[Problem to solve]:
Search the entries below for "bool". Report each line where it occurs.

[Listed entries]:

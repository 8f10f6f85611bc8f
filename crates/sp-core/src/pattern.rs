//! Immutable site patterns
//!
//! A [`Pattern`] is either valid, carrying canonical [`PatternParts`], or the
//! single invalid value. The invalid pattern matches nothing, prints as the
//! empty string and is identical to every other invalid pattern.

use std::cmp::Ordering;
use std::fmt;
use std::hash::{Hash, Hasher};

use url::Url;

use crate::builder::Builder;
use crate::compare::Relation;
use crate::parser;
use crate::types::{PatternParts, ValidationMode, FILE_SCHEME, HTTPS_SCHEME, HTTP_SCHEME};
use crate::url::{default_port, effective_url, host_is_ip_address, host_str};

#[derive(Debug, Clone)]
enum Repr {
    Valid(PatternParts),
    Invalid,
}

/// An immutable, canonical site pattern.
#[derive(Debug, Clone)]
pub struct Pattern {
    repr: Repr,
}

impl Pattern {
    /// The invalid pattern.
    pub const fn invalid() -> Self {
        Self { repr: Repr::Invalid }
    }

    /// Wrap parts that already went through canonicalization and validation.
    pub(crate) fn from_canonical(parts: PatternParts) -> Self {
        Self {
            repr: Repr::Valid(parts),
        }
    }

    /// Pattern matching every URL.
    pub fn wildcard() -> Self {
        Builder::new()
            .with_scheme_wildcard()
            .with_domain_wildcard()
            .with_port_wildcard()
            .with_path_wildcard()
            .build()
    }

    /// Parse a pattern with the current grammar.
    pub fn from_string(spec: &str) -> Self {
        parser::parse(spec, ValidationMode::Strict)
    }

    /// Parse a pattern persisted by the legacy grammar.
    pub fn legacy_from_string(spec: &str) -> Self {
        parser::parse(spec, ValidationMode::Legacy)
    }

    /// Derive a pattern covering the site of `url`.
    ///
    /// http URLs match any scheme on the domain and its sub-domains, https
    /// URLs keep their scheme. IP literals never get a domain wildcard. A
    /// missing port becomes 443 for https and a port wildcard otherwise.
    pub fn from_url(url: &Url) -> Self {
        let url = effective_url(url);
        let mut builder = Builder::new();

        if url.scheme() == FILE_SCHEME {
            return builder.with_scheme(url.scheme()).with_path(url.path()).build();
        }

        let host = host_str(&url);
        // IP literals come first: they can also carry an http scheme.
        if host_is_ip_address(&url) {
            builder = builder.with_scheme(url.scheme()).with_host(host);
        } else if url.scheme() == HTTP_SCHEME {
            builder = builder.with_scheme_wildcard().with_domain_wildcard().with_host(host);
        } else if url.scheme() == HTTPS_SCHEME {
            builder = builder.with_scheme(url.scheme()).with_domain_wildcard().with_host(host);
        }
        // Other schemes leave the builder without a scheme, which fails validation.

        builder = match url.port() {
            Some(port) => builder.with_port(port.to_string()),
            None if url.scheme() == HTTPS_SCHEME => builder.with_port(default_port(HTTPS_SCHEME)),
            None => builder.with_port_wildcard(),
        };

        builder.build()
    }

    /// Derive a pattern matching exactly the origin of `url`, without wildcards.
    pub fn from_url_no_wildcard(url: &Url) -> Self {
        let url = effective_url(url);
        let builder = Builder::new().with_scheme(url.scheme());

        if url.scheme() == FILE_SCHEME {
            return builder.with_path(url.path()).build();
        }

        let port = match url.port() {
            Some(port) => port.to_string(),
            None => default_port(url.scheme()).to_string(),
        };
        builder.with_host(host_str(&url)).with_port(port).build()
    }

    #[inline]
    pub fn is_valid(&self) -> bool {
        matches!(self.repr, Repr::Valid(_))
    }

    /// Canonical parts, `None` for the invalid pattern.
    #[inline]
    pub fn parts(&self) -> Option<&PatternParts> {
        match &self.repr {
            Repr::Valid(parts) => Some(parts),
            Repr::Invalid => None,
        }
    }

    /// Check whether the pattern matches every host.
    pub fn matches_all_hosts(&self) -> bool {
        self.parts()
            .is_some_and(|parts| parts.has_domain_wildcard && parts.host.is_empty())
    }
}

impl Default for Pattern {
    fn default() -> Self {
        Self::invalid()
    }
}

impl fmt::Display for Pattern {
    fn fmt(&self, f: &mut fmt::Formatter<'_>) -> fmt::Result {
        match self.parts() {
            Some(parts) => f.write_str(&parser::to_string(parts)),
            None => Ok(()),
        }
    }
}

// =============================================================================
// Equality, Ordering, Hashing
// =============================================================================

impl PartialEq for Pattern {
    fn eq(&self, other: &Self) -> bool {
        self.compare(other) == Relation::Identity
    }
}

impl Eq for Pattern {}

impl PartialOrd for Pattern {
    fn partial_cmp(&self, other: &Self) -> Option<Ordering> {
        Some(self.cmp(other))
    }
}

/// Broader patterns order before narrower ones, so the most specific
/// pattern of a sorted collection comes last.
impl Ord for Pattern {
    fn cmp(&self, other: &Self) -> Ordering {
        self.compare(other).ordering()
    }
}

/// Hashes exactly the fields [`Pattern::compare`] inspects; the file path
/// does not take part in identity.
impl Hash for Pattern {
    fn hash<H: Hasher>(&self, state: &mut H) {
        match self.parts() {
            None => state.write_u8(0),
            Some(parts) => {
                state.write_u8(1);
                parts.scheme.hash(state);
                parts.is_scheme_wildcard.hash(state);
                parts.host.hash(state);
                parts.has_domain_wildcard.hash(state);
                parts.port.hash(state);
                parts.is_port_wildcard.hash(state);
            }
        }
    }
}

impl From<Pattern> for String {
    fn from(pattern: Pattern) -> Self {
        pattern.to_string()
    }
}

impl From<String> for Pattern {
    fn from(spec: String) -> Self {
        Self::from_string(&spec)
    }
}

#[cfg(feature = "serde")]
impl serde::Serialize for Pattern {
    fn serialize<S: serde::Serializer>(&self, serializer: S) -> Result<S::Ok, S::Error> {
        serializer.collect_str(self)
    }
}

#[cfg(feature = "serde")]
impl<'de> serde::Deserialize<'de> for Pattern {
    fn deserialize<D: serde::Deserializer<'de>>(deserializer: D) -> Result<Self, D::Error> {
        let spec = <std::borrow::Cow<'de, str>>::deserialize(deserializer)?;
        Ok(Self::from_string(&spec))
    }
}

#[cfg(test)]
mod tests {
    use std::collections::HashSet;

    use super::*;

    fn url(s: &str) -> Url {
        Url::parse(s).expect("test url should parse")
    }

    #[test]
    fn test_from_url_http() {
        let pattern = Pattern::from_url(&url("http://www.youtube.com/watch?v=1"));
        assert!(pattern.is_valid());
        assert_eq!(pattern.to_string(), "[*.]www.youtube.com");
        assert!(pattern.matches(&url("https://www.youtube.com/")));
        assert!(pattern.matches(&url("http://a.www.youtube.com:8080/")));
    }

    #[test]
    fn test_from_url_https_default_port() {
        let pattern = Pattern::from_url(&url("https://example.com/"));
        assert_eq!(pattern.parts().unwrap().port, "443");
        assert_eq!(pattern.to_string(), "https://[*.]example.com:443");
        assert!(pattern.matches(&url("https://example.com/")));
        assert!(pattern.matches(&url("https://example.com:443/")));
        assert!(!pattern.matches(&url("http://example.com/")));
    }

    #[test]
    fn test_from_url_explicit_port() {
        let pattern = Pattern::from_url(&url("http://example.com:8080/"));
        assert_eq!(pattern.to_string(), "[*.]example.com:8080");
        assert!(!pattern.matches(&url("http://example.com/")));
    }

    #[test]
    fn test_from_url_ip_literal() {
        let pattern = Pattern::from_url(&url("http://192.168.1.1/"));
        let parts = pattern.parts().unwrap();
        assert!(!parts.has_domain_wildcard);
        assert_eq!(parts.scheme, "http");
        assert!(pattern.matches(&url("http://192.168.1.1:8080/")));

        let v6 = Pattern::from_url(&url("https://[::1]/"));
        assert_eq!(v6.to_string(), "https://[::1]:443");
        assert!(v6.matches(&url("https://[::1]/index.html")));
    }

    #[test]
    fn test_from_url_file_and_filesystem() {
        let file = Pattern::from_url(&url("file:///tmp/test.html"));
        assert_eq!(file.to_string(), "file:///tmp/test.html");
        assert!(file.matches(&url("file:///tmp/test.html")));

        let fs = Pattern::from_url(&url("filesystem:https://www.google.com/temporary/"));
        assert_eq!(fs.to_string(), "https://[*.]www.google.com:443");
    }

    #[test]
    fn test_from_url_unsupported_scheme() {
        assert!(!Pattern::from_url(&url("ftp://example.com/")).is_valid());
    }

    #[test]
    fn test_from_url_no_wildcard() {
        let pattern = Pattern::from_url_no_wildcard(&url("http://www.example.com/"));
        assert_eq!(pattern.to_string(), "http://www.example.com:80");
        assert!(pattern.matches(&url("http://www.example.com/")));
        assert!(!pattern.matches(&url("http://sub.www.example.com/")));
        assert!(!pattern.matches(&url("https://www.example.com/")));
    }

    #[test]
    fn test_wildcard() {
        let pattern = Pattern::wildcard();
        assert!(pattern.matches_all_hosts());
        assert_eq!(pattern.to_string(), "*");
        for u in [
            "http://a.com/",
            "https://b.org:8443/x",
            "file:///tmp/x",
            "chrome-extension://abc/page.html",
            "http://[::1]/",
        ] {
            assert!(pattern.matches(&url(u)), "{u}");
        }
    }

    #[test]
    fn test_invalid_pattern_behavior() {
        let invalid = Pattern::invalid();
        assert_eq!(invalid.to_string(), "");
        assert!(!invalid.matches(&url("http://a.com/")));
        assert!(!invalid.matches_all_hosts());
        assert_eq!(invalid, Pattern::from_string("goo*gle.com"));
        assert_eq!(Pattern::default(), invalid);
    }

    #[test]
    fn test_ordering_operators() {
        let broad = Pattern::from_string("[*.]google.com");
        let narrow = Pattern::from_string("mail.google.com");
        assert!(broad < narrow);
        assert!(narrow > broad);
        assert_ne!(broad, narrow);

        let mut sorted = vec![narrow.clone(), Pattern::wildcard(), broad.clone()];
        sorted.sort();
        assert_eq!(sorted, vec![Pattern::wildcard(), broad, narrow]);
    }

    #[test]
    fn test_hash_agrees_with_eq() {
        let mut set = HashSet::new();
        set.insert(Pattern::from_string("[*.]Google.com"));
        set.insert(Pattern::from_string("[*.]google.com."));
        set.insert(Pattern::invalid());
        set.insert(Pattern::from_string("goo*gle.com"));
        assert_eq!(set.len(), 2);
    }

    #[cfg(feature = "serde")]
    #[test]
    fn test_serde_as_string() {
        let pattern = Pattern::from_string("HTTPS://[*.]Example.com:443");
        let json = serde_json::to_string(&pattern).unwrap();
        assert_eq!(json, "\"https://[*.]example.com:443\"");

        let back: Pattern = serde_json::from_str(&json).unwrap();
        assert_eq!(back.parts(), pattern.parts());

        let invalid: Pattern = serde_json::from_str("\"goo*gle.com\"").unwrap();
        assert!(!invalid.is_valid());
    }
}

[Exercise answer]:
    pub fn is_valid(&self) -> bool {
    pub fn matches_all_hosts(&self) -> bool {
    fn eq(&self, other: &Self) -> bool {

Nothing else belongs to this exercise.